Monday, June 17, 2019

Post hoc ergo propter hoc

Jonathan Neville has recently hit upon a new idea that he’s been repeating in the hopes that it will gain traction. The idea goes like this:

A: The growth rate of Church membership is declining.

B₁: An increasing number of members of the Church believe that the Book of Mormon is fictional, not historical.

B₂: The teaching that the Book of Mormon took place in Mesoamerica has been widespread in the Church since the 1980s.

C: Therefore, B₁ and B₂ are the cause of A.

This is most recently seen in Neville’s June 17, 2019, blog post, “The Future Isn’t What It Used to Be.” In it, he comes to the following conclusion:
We have leading intellectuals in the Church pushing M2C* in the hope that, by convincing people the prophets are wrong about Cumorah, they will persuade everyone that the Book of Mormon is a real history, set in Mesoamerica. They don’t see the irony that by undermining faith in the prophets, M2C undermines faith in the Book of Mormon, too.

These same intellectuals are raising millions of dollars from Church members and then hiring fine young scholars to push these narratives out through social media.

The future is definitely not what it used to be.

Who knows? Maybe once the intellectuals manage to persuade everyone that the Book of Mormon is “pious fiction” the Church will grow faster than ever.

I find that unlikely, but the future is by its nature unpredictable.
Neville here displays his singular talent for packing the maximum number of blatant falsehoods and logical fallacies into the fewest number of sentences. Captain Hook and I have responded numerous times to every claim in that quote, but let’s recap briefly anyway:

  • Those who believe in a Mesoamerican setting for the Book of Mormon do not “hope [to] convince people the prophets are wrong about Cumorah” because Neville and his associates have not provided a shred of evidence that the location of Cumorah has been revealed by the Lord.
  • Those who believe in a Mesoamerican setting for the Book of Mormon are not “undermining faith in the prophets” because they loudly affirm that the Book of Mormon is history, that Joseph Smith translated it by the gift and power of God, and that the prophetic authority Joseph restored resides today in The Church of Jesus Christ of Latter-day Saints. Church leaders direct members with questions to Book of Mormon Central, The Interpreter Foundation, and FairMormon because they “provide insights to doctrinal, historical, and social questions”—not something one would expect if these organizations were “undermining faith in the prophets.”
  • In a sudden and bizarre turn, Neville switches from claiming that “leading intellectuals in the Church pushing M2C in the hope that…they will persuade everyone that the Book of Mormon is a real history, set in Mesoamerica” to claiming that “the intellectuals [are trying to] to persuade everyone that the Book of Mormon is ‘pious fiction.’” So which one is it, Brother Neville? Are “the intellectuals” persuading people that the Book of Mormon is a “real history” or a “pious fiction”? It can’t be both; you have to choose one.

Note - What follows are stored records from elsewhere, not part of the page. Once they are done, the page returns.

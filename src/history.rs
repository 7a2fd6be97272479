//! Bounded calculation history with best-effort persistence.
//!
//! Completed calculations are kept most-recent-first, capped at
//! [`HISTORY_CAP`] entries, and persisted as a JSON array of
//! `"<expression> = <result>"` strings under the `history` storage key.

use std::fmt;

use tracing::warn;

use crate::storage::Storage;

const STORAGE_KEY: &str = "history";

/// Maximum number of entries kept; the oldest are discarded first.
pub const HISTORY_CAP: usize = 20;

/// One completed calculation.
#[derive(Clone, Debug, Eq, PartialEq)]
pub struct HistoryEntry {
    /// The expression as it was entered, display glyphs included.
    pub expression: String,
    /// The formatted result.
    pub result: String,
}

impl HistoryEntry {
    pub fn new(expression: String, result: String) -> Self {
        Self { expression, result }
    }

    /// Parse the persisted `"<expression> = <result>"` form.
    fn parse(line: &str) -> Option<Self> {
        let (expression, result) = line.split_once(" = ")?;
        Some(Self::new(expression.to_string(), result.to_string()))
    }
}

impl fmt::Display for HistoryEntry {
    fn fmt(&self, f: &mut fmt::Formatter<'_>) -> fmt::Result {
        write!(f, "{} = {}", self.expression, self.result)
    }
}

/// The bounded, most-recent-first history list.
#[derive(Clone, Debug, Default, Eq, PartialEq)]
pub struct History {
    entries: Vec<HistoryEntry>,
}

impl History {
    pub fn new() -> Self {
        Self::default()
    }

    /// Read the persisted list.
    ///
    /// A missing or malformed value yields an empty history; entries
    /// without the separator are dropped rather than guessed at.
    pub fn load(storage: &dyn Storage) -> Self {
        let Some(raw) = storage.load(STORAGE_KEY) else {
            return Self::new();
        };
        let lines: Vec<String> = match serde_json::from_str(&raw) {
            Ok(lines) => lines,
            Err(err) => {
                warn!(%err, "discarding malformed history");
                return Self::new();
            }
        };
        let entries = lines
            .iter()
            .filter_map(|line| HistoryEntry::parse(line))
            .take(HISTORY_CAP)
            .collect();
        Self { entries }
    }

    /// Persist the current list. Failures are logged, not propagated.
    pub fn save(&self, storage: &mut dyn Storage) {
        let lines: Vec<String> = self.entries.iter().map(HistoryEntry::to_string).collect();
        match serde_json::to_string(&lines) {
            Ok(raw) => {
                if let Err(err) = storage.save(STORAGE_KEY, &raw) {
                    warn!(%err, "failed to persist history");
                }
            }
            Err(err) => warn!(%err, "failed to encode history"),
        }
    }

    /// Record a completed calculation as the most recent entry.
    pub fn push(&mut self, entry: HistoryEntry) {
        self.entries.insert(0, entry);
        self.entries.truncate(HISTORY_CAP);
    }

    pub fn clear(&mut self) {
        self.entries.clear();
    }

    pub fn len(&self) -> usize {
        self.entries.len()
    }

    pub fn is_empty(&self) -> bool {
        self.entries.is_empty()
    }

    pub fn get(&self, index: usize) -> Option<&HistoryEntry> {
        self.entries.get(index)
    }

    /// Entries, most recent first.
    pub fn iter(&self) -> impl Iterator<Item = &HistoryEntry> {
        self.entries.iter()
    }
}

#[cfg(test)]
mod tests {
    use super::*;
    use crate::storage::MemoryStorage;

    fn entry(expression: &str, result: &str) -> HistoryEntry {
        HistoryEntry::new(expression.to_string(), result.to_string())
    }

    #[test]
    fn test_push_is_most_recent_first() {
        let mut history = History::new();
        history.push(entry("1+1", "2"));
        history.push(entry("2+2", "4"));
        assert_eq!(history.get(0), Some(&entry("2+2", "4")));
        assert_eq!(history.get(1), Some(&entry("1+1", "2")));
    }

    #[test]
    fn test_cap_discards_oldest() {
        let mut history = History::new();
        for i in 0..25 {
            history.push(entry(&format!("{i}+0"), &i.to_string()));
        }
        assert_eq!(history.len(), HISTORY_CAP);
        assert_eq!(history.get(0), Some(&entry("24+0", "24")));
        assert_eq!(
            history.get(HISTORY_CAP - 1),
            Some(&entry("5+0", "5")),
            "entries 0..=4 must have been discarded"
        );
    }

    #[test]
    fn test_display_form() {
        assert_eq!(entry("5×3", "15").to_string(), "5×3 = 15");
    }

    #[test]
    fn test_save_load_round_trip() {
        let mut storage = MemoryStorage::new();
        let mut history = History::new();
        history.push(entry("5+3", "8"));
        history.push(entry("8÷2", "4"));
        history.save(&mut storage);

        let loaded = History::load(&storage);
        assert_eq!(loaded, history);
    }

    #[test]
    fn test_load_missing_is_empty() {
        let storage = MemoryStorage::new();
        assert!(History::load(&storage).is_empty());
    }

    #[test]
    fn test_load_malformed_is_empty() {
        let mut storage = MemoryStorage::new();
        storage.save("history", "not json").unwrap();
        assert!(History::load(&storage).is_empty());
    }

    #[test]
    fn test_load_drops_entries_without_separator() {
        let mut storage = MemoryStorage::new();
        storage
            .save("history", r#"["5+3 = 8", "garbage", "1×2 = 2"]"#)
            .unwrap();
        let loaded = History::load(&storage);
        assert_eq!(loaded.len(), 2);
        assert_eq!(loaded.get(0), Some(&entry("5+3", "8")));
        assert_eq!(loaded.get(1), Some(&entry("1×2", "2")));
    }

    #[test]
    fn test_clear_empties_the_list() {
        let mut history = History::new();
        history.push(entry("1+1", "2"));
        history.clear();
        assert!(history.is_empty());
    }
}
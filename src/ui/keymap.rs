//! Terminal key bindings.
//!
//! Digits and the operator keys feed the calculator core; everything else
//! is an interface command. Keys with no binding are ignored.

use termion::event::Key;

use crate::engine::Token;

/// Everything a keystroke can ask the application to do.
#[derive(Clone, Copy, Debug, Eq, PartialEq)]
pub enum AppEvent {
    /// Feed a keypad token to the calculator.
    Token(Token),
    /// Enter or `=`: evaluate, or recall the selection when the history
    /// panel is open.
    Submit,
    /// Delete the last character, or discard a shown result.
    Backspace,
    /// Esc: clear the calculator, or close the history panel.
    Cancel,
    /// Show or hide the history panel.
    ToggleHistory,
    /// Switch between the light and dark theme.
    ToggleTheme,
    /// Empty the history list (history panel only).
    ClearHistory,
    /// Move the history selection up.
    SelectPrevious,
    /// Move the history selection down.
    SelectNext,
    /// Leave the application.
    Quit,
}

/// Map a terminal key to an application event.
pub fn map_key(key: Key) -> Option<AppEvent> {
    match key {
        Key::Char('\n') | Key::Char('=') => Some(AppEvent::Submit),
        Key::Char('h') => Some(AppEvent::ToggleHistory),
        Key::Char('t') => Some(AppEvent::ToggleTheme),
        Key::Char('x') => Some(AppEvent::ClearHistory),
        Key::Char('q') | Key::Ctrl('c') => Some(AppEvent::Quit),
        Key::Char(c) => Token::from_char(c).map(AppEvent::Token),
        Key::Backspace => Some(AppEvent::Backspace),
        Key::Esc => Some(AppEvent::Cancel),
        Key::Up => Some(AppEvent::SelectPrevious),
        Key::Down => Some(AppEvent::SelectNext),
        _ => None,
    }
}
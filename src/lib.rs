//! A keystroke-driven terminal calculator with history and themes.
//!
//! The behavioral core is [`engine`]: a pure reducer that folds keypad
//! events into a [`engine::CalculatorState`]. Evaluation is delegated
//! through [`eval::Evaluator`], completed calculations land in a bounded
//! [`history::History`], and both the history and the [`theme::Theme`]
//! flag persist through the [`storage::Storage`] capability. The terminal
//! frontend in [`ui`] is a thin shell over the core.

pub mod engine;
pub mod eval;
pub mod history;
pub mod storage;
pub mod theme;
pub mod ui;

pub use engine::{CalculatorState, InputEvent, Operator, ResultDisplay, Token, Transition};
pub use eval::{EvalError, Evaluator, FastevalEvaluator};
pub use history::{HISTORY_CAP, History, HistoryEntry};
pub use storage::{FileStorage, MemoryStorage, Storage, StorageError};
pub use theme::Theme;
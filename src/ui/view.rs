//! Screen rendering for the terminal interface.
//!
//! Pure string assembly: [`render`] lays out the whole frame with
//! `\r\n` line endings so the caller can blit it into a raw-mode
//! terminal after clearing the screen.

use chrono::Local;
use colored::Colorize;

use crate::engine::{CalculatorState, ResultDisplay};
use crate::history::History;
use crate::theme::Theme;

/// Truecolor palette for one theme.
struct Palette {
    clock: (u8, u8, u8),
    pending: (u8, u8, u8),
    result: (u8, u8, u8),
    error: (u8, u8, u8),
    muted: (u8, u8, u8),
    highlight: (u8, u8, u8),
}

const DARK: Palette = Palette {
    clock: (0x78, 0x82, 0x8C),
    pending: (0xB4, 0xBE, 0xC8),
    result: (0xF0, 0xF0, 0xFA),
    error: (0xDC, 0x64, 0x5A),
    muted: (0x78, 0x82, 0x8C),
    highlight: (0x8C, 0xB4, 0xF0),
};

const LIGHT: Palette = Palette {
    clock: (0x8C, 0x8C, 0x96),
    pending: (0x50, 0x5A, 0x64),
    result: (0x14, 0x1E, 0x28),
    error: (0xB4, 0x3C, 0x32),
    muted: (0x8C, 0x8C, 0x96),
    highlight: (0x28, 0x64, 0xC8),
};

fn palette(theme: Theme) -> &'static Palette {
    if theme.is_dark() { &DARK } else { &LIGHT }
}

fn paint(text: &str, (r, g, b): (u8, u8, u8)) -> colored::ColoredString {
    text.truecolor(r, g, b)
}

/// Render one full frame.
pub fn render(
    state: &CalculatorState,
    history: &History,
    theme: Theme,
    panel_open: bool,
    selected: usize,
) -> String {
    let p = palette(theme);
    let mut lines = Vec::new();

    let clock = Local::now().format("%a %d %b %Y  %H:%M:%S").to_string();
    lines.push(paint(&clock, p.clock).to_string());
    lines.push(String::new());

    let pending = if state.pending().is_empty() {
        " ".to_string()
    } else {
        state.pending().to_string()
    };
    lines.push(paint(&pending, p.pending).to_string());
    lines.push(result_line(state.result(), p));
    lines.push(String::new());

    if panel_open {
        render_panel(&mut lines, history, selected, p);
    }

    lines.push(
        paint(
            "enter =  ·  esc clear  ·  bksp delete  ·  h history  ·  t theme  ·  q quit",
            p.muted,
        )
        .to_string(),
    );

    let mut frame = lines.join("\r\n");
    frame.push_str("\r\n");
    frame
}

fn result_line(result: &ResultDisplay, p: &Palette) -> String {
    match result {
        ResultDisplay::Error => paint("Error", p.error).bold().to_string(),
        // The result line shows `0` until something is computed.
        ResultDisplay::Empty => paint("0", p.result).bold().to_string(),
        ResultDisplay::Value(value) => paint(value, p.result).bold().to_string(),
    }
}

fn render_panel(lines: &mut Vec<String>, history: &History, selected: usize, p: &Palette) {
    lines.push(paint("History", p.result).bold().to_string());
    if history.is_empty() {
        lines.push(paint("No history yet.", p.muted).to_string());
    } else {
        for (index, entry) in history.iter().enumerate() {
            let line = entry.to_string();
            if index == selected {
                lines.push(paint(&format!("▸ {line}"), p.highlight).to_string());
            } else {
                lines.push(paint(&format!("  {line}"), p.pending).to_string());
            }
        }
        lines.push(paint("↑/↓ select  ·  enter recall  ·  x clear", p.muted).to_string());
    }
    lines.push(String::new());
}
//! The calculator core: the input vocabulary and the state reducer.
//!
//! This module provides functionality to:
//! - Parse keypad characters into [`Token`]s
//! - Fold edit and command events into a [`CalculatorState`]
//! - Emit history records for successful evaluations

mod assembler;
mod token;

pub use assembler::{CalculatorState, InputEvent, ResultDisplay, Transition};
pub use token::{Operator, Token};
//! The interactive terminal application.
//!
//! [`App`] owns the calculator state, the history, the theme and the
//! storage backend, folds [`AppEvent`]s into them, and drives the
//! raw-mode key loop. Rendering lives in [`view`], key bindings in
//! [`keymap`]; everything behavioral stays testable without a terminal.

mod keymap;
mod view;

pub use keymap::{AppEvent, map_key};

use std::io::{self, Write};

use termion::input::TermRead;
use termion::raw::IntoRawMode;

use crate::engine::{CalculatorState, InputEvent};
use crate::eval::Evaluator;
use crate::history::History;
use crate::storage::Storage;
use crate::theme::Theme;

/// The whole application: calculator core plus interface state.
pub struct App<E, S> {
    state: CalculatorState,
    history: History,
    theme: Theme,
    evaluator: E,
    storage: S,
    panel_open: bool,
    selected: usize,
    running: bool,
}

impl<E: Evaluator, S: Storage> App<E, S> {
    /// Load persisted state and build the application.
    ///
    /// `theme_override` skips the persisted flag without overwriting it.
    pub fn new(evaluator: E, storage: S, theme_override: Option<Theme>) -> Self {
        let history = History::load(&storage);
        let theme = theme_override.unwrap_or_else(|| Theme::load(&storage));
        Self {
            state: CalculatorState::new(),
            history,
            theme,
            evaluator,
            storage,
            panel_open: false,
            selected: 0,
            running: true,
        }
    }

    pub fn state(&self) -> &CalculatorState {
        &self.state
    }

    pub fn history(&self) -> &History {
        &self.history
    }

    pub fn theme(&self) -> Theme {
        self.theme
    }

    pub fn is_running(&self) -> bool {
        self.running
    }

    /// Apply one interface event.
    pub fn handle(&mut self, event: AppEvent) {
        match event {
            AppEvent::Token(token) => self.dispatch(InputEvent::Token(token)),
            AppEvent::Submit => {
                if self.panel_open {
                    self.recall_selected();
                } else {
                    self.dispatch(InputEvent::Evaluate);
                }
            }
            AppEvent::Backspace => self.dispatch(InputEvent::Backspace),
            AppEvent::Cancel => {
                if self.panel_open {
                    self.panel_open = false;
                } else {
                    self.dispatch(InputEvent::Clear);
                }
            }
            AppEvent::ToggleHistory => {
                self.panel_open = !self.panel_open;
                self.selected = 0;
            }
            AppEvent::ToggleTheme => {
                self.theme = self.theme.toggle();
                self.theme.save(&mut self.storage);
            }
            AppEvent::ClearHistory => {
                if self.panel_open {
                    self.history.clear();
                    self.history.save(&mut self.storage);
                    self.selected = 0;
                }
            }
            AppEvent::SelectPrevious => {
                self.selected = self.selected.saturating_sub(1);
            }
            AppEvent::SelectNext => {
                if self.panel_open && !self.history.is_empty() {
                    self.selected = (self.selected + 1).min(self.history.len() - 1);
                }
            }
            AppEvent::Quit => self.running = false,
        }
    }

    fn recall_selected(&mut self) {
        if let Some(entry) = self.history.get(self.selected) {
            let entry = entry.clone();
            self.dispatch(InputEvent::Recall(entry));
        }
        self.panel_open = false;
    }

    /// Feed one event through the reducer and persist any new record.
    fn dispatch(&mut self, event: InputEvent) {
        let transition = self.state.apply(&event, &self.evaluator);
        self.state = transition.state;
        if let Some(record) = transition.record {
            self.history.push(record);
            self.history.save(&mut self.storage);
        }
    }

    /// Run the raw-mode key loop until quit.
    pub fn run(&mut self) -> anyhow::Result<()> {
        let stdin = io::stdin();
        let mut stdout = io::stdout().into_raw_mode()?;
        write!(stdout, "{}", termion::cursor::Hide)?;
        self.draw(&mut stdout)?;
        for key in stdin.keys() {
            match map_key(key?) {
                Some(event) => self.handle(event),
                None => continue,
            }
            if !self.running {
                break;
            }
            self.draw(&mut stdout)?;
        }
        write!(
            stdout,
            "{}{}{}",
            termion::clear::All,
            termion::cursor::Goto(1, 1),
            termion::cursor::Show
        )?;
        stdout.flush()?;
        Ok(())
    }

    fn draw(&self, stdout: &mut impl Write) -> anyhow::Result<()> {
        let frame = view::render(
            &self.state,
            &self.history,
            self.theme,
            self.panel_open,
            self.selected,
        );
        write!(
            stdout,
            "{}{}{}",
            termion::clear::All,
            termion::cursor::Goto(1, 1),
            frame
        )?;
        stdout.flush()?;
        Ok(())
    }
}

Circling lazily over Neville’s entire thesis, like a vulture waiting for an injured rodent to die, is the logical fallacy behind Neville’s unsubstantiated claim that teaching a Mesoamerican setting for the Book of Mormon leads to loss of faith in the Book of Mormon and therefore is the cause of declining Church growth rates.

This is the logical fallacy of the Questionable Cause, also known by its Latin name, post hoc ergo propter hoc (“after this, therefore because of this”). An example of this fallacy could be the following: “The sun comes up each morning. Roosters crow before the sun comes up. Therefore the sound of roosters crowing causes the sun to come up.”

Neville believes “teaching Mesoamerican Book of Mormon leads to loss of faith and declining Church growth rates.” He sees A and he sees B₁ and B₂ and he erroneously concludes that B₁ and B₂ are the cause of A—without presenting any evidence whatsoever that there is any connection between those things.

Since the Heartland hoax is, itself, an evidence-free zone, it’s not surprising that Neville would make this claim. And, since he has dismissed this blog with a snide remark and a wave of his hand, I’m not expecting that he’ll provide any evidence in the near future to back it up. Hopefully, he proves me wrong on this point.

—Peter Pan

* “M2C” is Jonathan Neville’s acronym for the theory that the Book of Mormon took place in Mesoamerica and that the hill Cumorah in the Book of Mormon is not the same hill in New York where Joseph Smith received the plates of Mormon.

1 comment:

  1. I appreciate your dissecting these blogs, in the same way that I appreciate SciManDan taking on Flat-Earth and other conspiracy nonsense on his YouTube Channel; he dives in where I fear to wade. It's clear that [bright red?] tinfoil hats aren't just for moon landing deniers.